EXERCISE GOAL:
How many lines in the entries below include the string "hours"? Answer with the number only.

RECORDS PROVIDED:
┄┄┄┄┄┄┄┄┄┄┄┄┄┄┄┄┄┄┄┄
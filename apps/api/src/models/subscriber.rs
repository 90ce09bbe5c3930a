use chrono::{DateTime, Utc};
use serde::{Deserialize, Serialize};
use sqlx::FromRow;
use uuid::Uuid;

/// How often a subscriber may receive an alert email.
#[derive(Debug, Clone, Copy, PartialEq, Eq, Serialize, Deserialize)]
#[serde(rename_all = "lowercase")]
pub enum Frequency {
    Immediate,
    Daily,
    Weekly,
}

impl Frequency {
    /// Lenient parse of the stored text value. Unknown values fall back to
    /// `Immediate`, which never throttles, so a bad value degrades to
    /// "send whenever there is something to send" rather than silence.
    pub fn parse(value: &str) -> Self {
        match value.trim().to_lowercase().as_str() {
            "daily" => Frequency::Daily,
            "weekly" => Frequency::Weekly,
            _ => Frequency::Immediate,
        }
    }

    pub fn as_str(&self) -> &'static str {
        match self {
            Frequency::Immediate => "immediate",
            Frequency::Daily => "daily",
            Frequency::Weekly => "weekly",
        }
    }

    /// Minimum spacing between sends; `None` means no throttling.
    pub fn min_interval(&self) -> Option<chrono::Duration> {
        match self {
            Frequency::Immediate => None,
            Frequency::Daily => Some(chrono::Duration::hours(24)),
            Frequency::Weekly => Some(chrono::Duration::hours(168)),
        }
    }
}

/// One job-alert subscription, unique per email address.
///
/// Preference sets are stored as free text arrays; enum-ish fields
/// (`frequency`, employment types, seniority) are parsed leniently at use
/// sites so a malformed record never poisons a dispatch run.
#[derive(Debug, Clone, FromRow, Serialize)]
pub struct SubscriberRow {
    pub id: Uuid,
    pub email: String,
    pub name: String,
    pub keywords: Vec<String>,
    pub locations: Vec<String>,
    pub remote_only: bool,
    pub employment_types: Vec<String>,
    pub seniority: Vec<String>,
    pub frequency: String,
    pub is_active: bool,
    pub unsubscribe_token: String,
    pub last_sent_at: Option<DateTime<Utc>>,
    /// Count of jobs (not emails) delivered historically.
    pub total_sent: i32,
    pub created_at: DateTime<Utc>,
    pub updated_at: DateTime<Utc>,
}

impl SubscriberRow {
    pub fn frequency(&self) -> Frequency {
        Frequency::parse(&self.frequency)
    }
}

/// Normalizes an email for use as the subscriber key.
pub fn normalize_email(email: &str) -> String {
    email.trim().to_lowercase()
}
┄┄┄┄┄┄┄┄┄┄┄┄┄┄┄┄┄┄┄┄
YOUR SOLUTION:
2